Per capire meglio ordini e tattica, Michele studia francese, geometria e aritmetica. È così volenteroso che riceve il primo encomio il 1 gennaio 1849 e viene promosso sottocaporale, poi il 1 marzo è caporale, ed è con questo grado che affronta il suo battesimo del fuoco durante la battaglia di Novara, il 23. Si piglia una sciabolata in faccia, sopravvive e viene mandato a Genova per reprimere i moti indipendentisti.
Durante le battaglie il palazzo del principe Domenico Doria Pamphilj viene preso a fucilate e lui, indipendentista, va in redazione del giornale La bandiera del popolo a protestare raccontando di ignobili saccheggi e violenze alle servitù, citando “un certo sergente moro”. L’accusa arriva al capo di Stato maggiore, il conte Agostino Petitti Bagliani di Roreto che indaga e raccoglie la deposizione del cameriere di Pamphilj, che dà una versione completamente diversa: Amatore durante gli scontri fa in modo di proteggere la servitù perché, sostanzialmente, lui era uno di loro.
Dora Pamphilj ritratta le accuse ma non le ritira, e questa diventa una macchia sull’onore e l’orgoglio dei Bersaglieri a Genova.
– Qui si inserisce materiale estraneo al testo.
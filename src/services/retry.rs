// ABOUTME: Bounded retry with exponential backoff and full jitter for upstream calls
// ABOUTME: Only transient upstream failures are retried; everything else propagates at once
//
// SPDX-License-Identifier: MIT OR Apache-2.0
// Copyright (c) 2025 Pierre Fitness Intelligence

use std::future::Future;
use std::time::Duration;

use rand::Rng;
use tokio::time::sleep;
use tracing::{error, warn};

use crate::config::ChatConfig;
use crate::errors::AppResult;

/// Retry schedule for a single logical operation
#[derive(Debug, Clone, Copy, PartialEq, Eq)]
pub struct RetryPolicy {
    /// Retries after the first attempt
    pub max_retries: u32,
    /// Backoff ceiling for the first retry
    pub base_delay: Duration,
    /// Upper bound for any single backoff
    pub max_delay: Duration,
}

impl RetryPolicy {
    /// Never retry
    #[must_use]
    pub const fn none() -> Self {
        Self {
            max_retries: 0,
            base_delay: Duration::ZERO,
            max_delay: Duration::ZERO,
        }
    }

    /// Build from chat settings
    #[must_use]
    pub const fn from_chat_config(config: &ChatConfig) -> Self {
        Self {
            max_retries: config.max_retries,
            base_delay: Duration::from_millis(config.retry_base_delay_ms),
            max_delay: Duration::from_millis(config.retry_max_delay_ms),
        }
    }

    /// Exponential ceiling for retry number `retry` (0-based), capped at `max_delay`
    #[must_use]
    pub fn delay_ceiling(&self, retry: u32) -> Duration {
        let factor = 1_u32.checked_shl(retry).unwrap_or(u32::MAX);
        self.base_delay.saturating_mul(factor).min(self.max_delay)
    }

    /// Full jitter: uniform in `[0, ceiling]`
    #[must_use]
    pub fn jittered_delay(&self, retry: u32) -> Duration {
        let ceiling = u64::try_from(self.delay_ceiling(retry).as_millis()).unwrap_or(u64::MAX);
        if ceiling == 0 {
            return Duration::ZERO;
        }
        Duration::from_millis(rand::thread_rng().gen_range(0..=ceiling))
    }

    /// Run `operation`, retrying transient failures
    ///
    /// # Errors
    ///
    /// Returns the first non-transient error, or the last error once retries
    /// are exhausted
    pub async fn run<F, Fut, T>(&self, operation: &str, mut f: F) -> AppResult<T>
    where
        F: FnMut() -> Fut,
        Fut: Future<Output = AppResult<T>>,
    {
        let mut retry = 0;
        loop {
            match f().await {
                Ok(value) => return Ok(value),
                Err(e) if e.code.is_transient() && retry < self.max_retries => {
                    let delay = self.jittered_delay(retry);
                    retry += 1;
                    warn!(
                        operation,
                        attempt = retry,
                        max_retries = self.max_retries,
                        backoff_ms = u64::try_from(delay.as_millis()).unwrap_or(u64::MAX),
                        error = %e,
                        "Transient upstream failure, retrying after backoff"
                    );
                    sleep(delay).await;
                }
                Err(e) => {
                    if e.code.is_transient() {
                        error!(operation, attempts = retry + 1, error = %e, "Retries exhausted");
                    }
                    return Err(e);
                }
            }
        }
    }
}

impl Default for RetryPolicy {
    fn default() -> Self {
        Self::from_chat_config(&ChatConfig::default())
    }
}

#[cfg(test)]
mod tests {
    use super::*;
    use crate::errors::{AppError, ErrorCode};
    use std::sync::atomic::{AtomicU32, Ordering};

    fn fast_policy(max_retries: u32) -> RetryPolicy {
        RetryPolicy {
            max_retries,
            base_delay: Duration::from_millis(1),
            max_delay: Duration::from_millis(2),
        }
    }

    #[test]
    fn test_delay_ceiling_doubles_then_caps() {
        let policy = RetryPolicy {
            max_retries: 10,
            base_delay: Duration::from_millis(250),
            max_delay: Duration::from_millis(4000),
        };
        assert_eq!(policy.delay_ceiling(0), Duration::from_millis(250));
        assert_eq!(policy.delay_ceiling(1), Duration::from_millis(500));
        assert_eq!(policy.delay_ceiling(4), Duration::from_millis(4000));
        assert_eq!(policy.delay_ceiling(40), Duration::from_millis(4000));
    }

    #[test]
    fn test_jitter_stays_within_ceiling() {
        let policy = RetryPolicy::default();
        for retry in 0..6 {
            assert!(policy.jittered_delay(retry) <= policy.delay_ceiling(retry));
        }
        assert_eq!(RetryPolicy::none().jittered_delay(3), Duration::ZERO);
    }

    #[tokio::test]
    async fn test_transient_errors_are_retried() {
        let calls = AtomicU32::new(0);
        let result = fast_policy(2)
            .run("test", || async {
                if calls.fetch_add(1, Ordering::SeqCst) < 2 {
                    Err(AppError::external_rate_limited("model", "slow down"))
                } else {
                    Ok("done")
                }
            })
            .await;
        assert_eq!(result.unwrap(), "done");
        assert_eq!(calls.load(Ordering::SeqCst), 3);
    }

    #[tokio::test]
    async fn test_retries_are_bounded() {
        let calls = AtomicU32::new(0);
        let result: AppResult<()> = fast_policy(1)
            .run("test", || async {
                calls.fetch_add(1, Ordering::SeqCst);
                Err(AppError::external_unavailable("model", "overloaded"))
            })
            .await;
        assert_eq!(result.unwrap_err().code, ErrorCode::ExternalServiceUnavailable);
        assert_eq!(calls.load(Ordering::SeqCst), 2);
    }

    #[tokio::test]
    async fn test_permanent_errors_are_not_retried() {
        let calls = AtomicU32::new(0);
        let result: AppResult<()> = fast_policy(3)
            .run("test", || async {
                calls.fetch_add(1, Ordering::SeqCst);
                Err(AppError::external_auth("model", "bad key"))
            })
            .await;
        assert_eq!(result.unwrap_err().code, ErrorCode::ExternalAuthFailed);
        assert_eq!(calls.load(Ordering::SeqCst), 1);
    }
}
Una sera, mentre Pamphilj esce dal Teatro, viene fermato da un gruppo di ufficiali che lo immobilizzano e mandano a chiamare Michele. Lui non se lo fa ripetere due volte, arriva e gli tira un ceffone in pieno viso.
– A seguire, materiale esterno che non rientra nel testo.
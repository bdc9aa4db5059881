// ABOUTME: Conversation turn database operations
// ABOUTME: Append-only turn log with transactional batch append and newest-first windows
//
// SPDX-License-Identifier: MIT OR Apache-2.0
// Copyright (c) 2025 Pierre Fitness Intelligence

use chrono::Utc;
use companion_core::models::{AgentType, Category, ConversationTurn, NewTurn};
use sqlx::sqlite::SqliteRow;
use sqlx::Row;
use tracing::debug;
use uuid::Uuid;

use super::{format_timestamp, parse_column, parse_timestamp, parse_uuid, Database};
use crate::errors::{AppError, AppResult};

impl Database {
    pub(super) async fn migrate_conversations(&self) -> AppResult<()> {
        self.execute_ddl(
            r"
            CREATE TABLE IF NOT EXISTS conversation_turns (
                id TEXT PRIMARY KEY,
                user_id TEXT NOT NULL REFERENCES users(id) ON DELETE CASCADE,
                agent_type TEXT NOT NULL,
                sender_role TEXT NOT NULL CHECK (sender_role IN ('user', 'agent')),
                message TEXT NOT NULL,
                category TEXT NOT NULL,
                created_at TEXT NOT NULL
            )
            ",
            "conversation_turns table",
        )
        .await?;

        self.execute_ddl(
            "CREATE INDEX IF NOT EXISTS idx_turns_user_agent_time ON conversation_turns(user_id, agent_type, created_at DESC)",
            "conversation_turns index",
        )
        .await
    }

    /// Latest `limit` turns for one persona, newest first
    ///
    /// # Errors
    ///
    /// Returns an error if database operation fails
    pub async fn recent_turns(
        &self,
        user_id: Uuid,
        agent_type: AgentType,
        limit: usize,
    ) -> AppResult<Vec<ConversationTurn>> {
        let rows = sqlx::query(
            r"
            SELECT id, user_id, agent_type, sender_role, message, category, created_at
            FROM conversation_turns
            WHERE user_id = $1 AND agent_type = $2
            ORDER BY created_at DESC, rowid DESC
            LIMIT $3
            ",
        )
        .bind(user_id.to_string())
        .bind(agent_type.as_str())
        .bind(i64::try_from(limit).unwrap_or(i64::MAX))
        .fetch_all(&self.pool)
        .await
        .map_err(|e| AppError::database(format!("Failed to load recent turns: {e}")))?;

        rows.iter().map(row_to_turn).collect()
    }

    /// Latest `limit` turns across every persona, newest first, optionally
    /// restricted to one category
    ///
    /// # Errors
    ///
    /// Returns an error if database operation fails
    pub async fn conversation_history(
        &self,
        user_id: Uuid,
        category: Option<Category>,
        limit: i64,
    ) -> AppResult<Vec<ConversationTurn>> {
        let rows = sqlx::query(
            r"
            SELECT id, user_id, agent_type, sender_role, message, category, created_at
            FROM conversation_turns
            WHERE user_id = $1 AND ($2 IS NULL OR category = $2)
            ORDER BY created_at DESC, rowid DESC
            LIMIT $3
            ",
        )
        .bind(user_id.to_string())
        .bind(category.map(Category::as_str))
        .bind(limit)
        .fetch_all(&self.pool)
        .await
        .map_err(|e| AppError::database(format!("Failed to load conversation history: {e}")))?;

        rows.iter().map(row_to_turn).collect()
    }

    /// Append turns atomically, in slice order
    ///
    /// Either every turn is committed or none is. The transaction rolls back
    /// when dropped uncommitted, which covers every early return below.
    ///
    /// # Errors
    ///
    /// Returns `DatabaseError` if any insert or the commit fails
    pub async fn append_turns(&self, turns: &[NewTurn]) -> AppResult<Vec<ConversationTurn>> {
        let mut tx = self
            .pool
            .begin()
            .await
            .map_err(|e| AppError::database(format!("Failed to begin transaction: {e}")))?;

        let mut stored = Vec::with_capacity(turns.len());
        for turn in turns {
            let record = ConversationTurn {
                id: Uuid::new_v4(),
                user_id: turn.user_id,
                agent_type: turn.agent_type,
                sender_role: turn.sender_role,
                message: turn.message.clone(),
                category: turn.category,
                created_at: Utc::now(),
            };

            sqlx::query(
                r"
                INSERT INTO conversation_turns (id, user_id, agent_type, sender_role, message, category, created_at)
                VALUES ($1, $2, $3, $4, $5, $6, $7)
                ",
            )
            .bind(record.id.to_string())
            .bind(record.user_id.to_string())
            .bind(record.agent_type.as_str())
            .bind(record.sender_role.as_str())
            .bind(&record.message)
            .bind(record.category.as_str())
            .bind(format_timestamp(record.created_at))
            .execute(&mut *tx)
            .await
            .map_err(|e| AppError::database(format!("Failed to append turn: {e}")))?;

            stored.push(record);
        }

        tx.commit()
            .await
            .map_err(|e| AppError::database(format!("Failed to commit turns: {e}")))?;

        debug!(db.operation = "append_turns", count = stored.len(), "Turns committed");
        Ok(stored)
    }
}

fn row_to_turn(row: &SqliteRow) -> AppResult<ConversationTurn> {
    Ok(ConversationTurn {
        id: parse_uuid(row.get("id"))?,
        user_id: parse_uuid(row.get("user_id"))?,
        agent_type: parse_column(row.get("agent_type"), "agent_type")?,
        sender_role: parse_column(row.get("sender_role"), "sender_role")?,
        message: row.get("message"),
        category: parse_column(row.get("category"), "category")?,
        created_at: parse_timestamp(row.get("created_at"))?,
    })
}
Il giorno dopo, il superiore di Quetto si vede recapitare una lettera con una sfida a duello, perché il regolamento tra ufficiali non permette duelli con sottufficiali o truppa. Longoni tenta in ogni modo di dissuadere il nobile, anche perché l’idea di rimetterci la pelle per la bravata di un tuo uomo è poco allegra. Alla fine accetta, ma due assessori si mettono di mezzo e tutto si risolve senza sangue.
Per salvare l’apparenza, s’inventano che Michele avrebbe arrestato qualcuno durante la battaglia senza un’accusa formale, gli fanno fare un mese di carcere e quando esce nessuno ricorda più il duello.
Riprende a combattere e partecipa alla battaglia di Solferino, durante la quale gli uomini sono terrorizzati e soltanto lui, che a malapena si regge in piedi, li sprona a resistere e dà loro il buon esempio, tanto da meritarsi l’avanzamento di grado a sottotenente. Quetto attraversa tutte e tre le guerre d’indipendenza, e in ognuna dimostra coraggio e capacità belliche notevoli.
Nel 1863, a nemmeno quarant’anni, è un veterano di guerra pluridecorato e ha il grado di capitano nel 3° reggimento Bersaglieri. È abbastanza per provare la propria lealtà e talento a chiunque, così nel 1866 viene mandato in Sicilia a combattere il brigantaggio, cosa che gli riesce particolarmente bene; quando c’è l’epidemia di colera organizza ospedali e aiuti coordinando medici e volontari cattolici.
Nel 1871, il Re d’Italia Vittorio Emanuele II in persona gli appunta sul petto la medaglia ai benemeriti della salute pubblica. Si trasferisce a Milano dove conosce Rosetta Brambilla, una ragazza di buona famiglia che accetta di sposarlo, mentre la sua famiglia si dichiara onorata di avere come genero un uomo tanto meritevole. A 54 anni gli occhi cominciano a dargli fastidio per vecchie ferite di guerra e va in pensione.
Chiede di essere seppellito nella sua patria e viene accontentato: riposa a Rosignano Monferrato, e la sua tomba è poco distante da quella del suo padre adottivo.
Nel centenario della sua morte, a Quattordio, nella chiesa dove venne battezzato, nel 1938 hanno eretto una lastra di marmo “perché sia tramandata ai posteri la memoria delle sue nobili virtù“.